#### [Input records]
:::::

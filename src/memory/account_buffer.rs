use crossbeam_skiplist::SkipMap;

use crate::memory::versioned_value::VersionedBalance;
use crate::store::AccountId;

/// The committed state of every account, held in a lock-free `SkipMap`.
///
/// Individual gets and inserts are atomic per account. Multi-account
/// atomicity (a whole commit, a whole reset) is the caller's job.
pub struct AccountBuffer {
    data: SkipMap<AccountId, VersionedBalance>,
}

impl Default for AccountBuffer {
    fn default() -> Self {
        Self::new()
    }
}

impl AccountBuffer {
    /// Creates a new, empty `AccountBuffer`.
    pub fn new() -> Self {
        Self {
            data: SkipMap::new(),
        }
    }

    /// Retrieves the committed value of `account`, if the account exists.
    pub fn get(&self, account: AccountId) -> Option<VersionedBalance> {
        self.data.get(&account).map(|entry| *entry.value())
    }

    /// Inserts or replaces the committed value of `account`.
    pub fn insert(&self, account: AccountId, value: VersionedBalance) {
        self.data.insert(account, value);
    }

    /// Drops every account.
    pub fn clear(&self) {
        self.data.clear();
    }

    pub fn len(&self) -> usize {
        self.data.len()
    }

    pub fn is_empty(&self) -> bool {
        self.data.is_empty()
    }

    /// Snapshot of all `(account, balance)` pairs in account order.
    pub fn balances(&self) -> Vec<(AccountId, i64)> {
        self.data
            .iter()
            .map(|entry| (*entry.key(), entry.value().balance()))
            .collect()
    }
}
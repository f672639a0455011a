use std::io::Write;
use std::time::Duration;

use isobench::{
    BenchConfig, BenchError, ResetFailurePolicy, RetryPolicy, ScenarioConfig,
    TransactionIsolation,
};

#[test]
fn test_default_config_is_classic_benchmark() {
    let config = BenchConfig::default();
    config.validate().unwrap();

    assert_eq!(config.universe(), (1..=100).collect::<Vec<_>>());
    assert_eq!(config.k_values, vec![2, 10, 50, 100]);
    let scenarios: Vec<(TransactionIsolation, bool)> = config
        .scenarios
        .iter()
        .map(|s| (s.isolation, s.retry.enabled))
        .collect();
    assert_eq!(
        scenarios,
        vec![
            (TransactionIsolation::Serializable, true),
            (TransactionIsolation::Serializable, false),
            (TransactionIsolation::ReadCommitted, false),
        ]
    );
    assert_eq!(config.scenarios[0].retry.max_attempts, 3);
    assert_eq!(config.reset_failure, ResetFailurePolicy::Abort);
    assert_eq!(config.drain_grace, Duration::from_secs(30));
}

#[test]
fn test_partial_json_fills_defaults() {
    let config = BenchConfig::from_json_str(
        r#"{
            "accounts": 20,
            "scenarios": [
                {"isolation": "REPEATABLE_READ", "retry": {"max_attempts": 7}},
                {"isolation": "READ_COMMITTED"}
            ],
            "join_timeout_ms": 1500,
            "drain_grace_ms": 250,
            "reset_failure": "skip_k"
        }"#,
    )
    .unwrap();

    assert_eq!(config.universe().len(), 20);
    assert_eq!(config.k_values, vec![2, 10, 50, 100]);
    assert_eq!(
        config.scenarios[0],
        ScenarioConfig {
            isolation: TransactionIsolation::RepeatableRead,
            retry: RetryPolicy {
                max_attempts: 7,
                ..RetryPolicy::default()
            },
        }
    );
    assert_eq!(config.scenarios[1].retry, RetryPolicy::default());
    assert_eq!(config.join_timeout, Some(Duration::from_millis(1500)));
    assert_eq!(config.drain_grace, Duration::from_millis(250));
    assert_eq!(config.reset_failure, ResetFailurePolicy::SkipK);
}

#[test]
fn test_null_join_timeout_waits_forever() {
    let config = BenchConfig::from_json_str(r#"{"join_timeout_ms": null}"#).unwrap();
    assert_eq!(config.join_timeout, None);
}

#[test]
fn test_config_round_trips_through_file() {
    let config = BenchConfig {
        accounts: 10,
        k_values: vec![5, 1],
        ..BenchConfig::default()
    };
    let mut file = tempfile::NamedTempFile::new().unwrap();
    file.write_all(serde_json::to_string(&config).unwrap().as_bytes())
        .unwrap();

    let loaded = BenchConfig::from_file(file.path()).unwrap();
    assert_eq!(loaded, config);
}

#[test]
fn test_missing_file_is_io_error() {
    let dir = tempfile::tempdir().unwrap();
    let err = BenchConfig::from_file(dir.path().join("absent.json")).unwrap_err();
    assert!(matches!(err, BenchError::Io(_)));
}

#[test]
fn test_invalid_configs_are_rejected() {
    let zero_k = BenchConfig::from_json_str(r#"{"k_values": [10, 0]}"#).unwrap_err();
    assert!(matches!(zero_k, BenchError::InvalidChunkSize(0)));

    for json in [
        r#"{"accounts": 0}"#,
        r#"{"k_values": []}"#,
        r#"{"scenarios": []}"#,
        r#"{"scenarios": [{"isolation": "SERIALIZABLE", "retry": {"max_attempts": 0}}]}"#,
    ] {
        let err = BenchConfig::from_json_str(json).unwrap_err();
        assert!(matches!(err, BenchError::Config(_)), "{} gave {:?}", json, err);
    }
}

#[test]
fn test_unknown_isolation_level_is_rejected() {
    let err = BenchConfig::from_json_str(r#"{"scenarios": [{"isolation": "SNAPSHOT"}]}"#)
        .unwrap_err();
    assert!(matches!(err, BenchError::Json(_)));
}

:::::

#### [The task]
Return every line above that contains the word "bool".

#### [Task response]
    pub fn is_empty(&self) -> bool {
    let scenarios: Vec<(TransactionIsolation, bool)> = config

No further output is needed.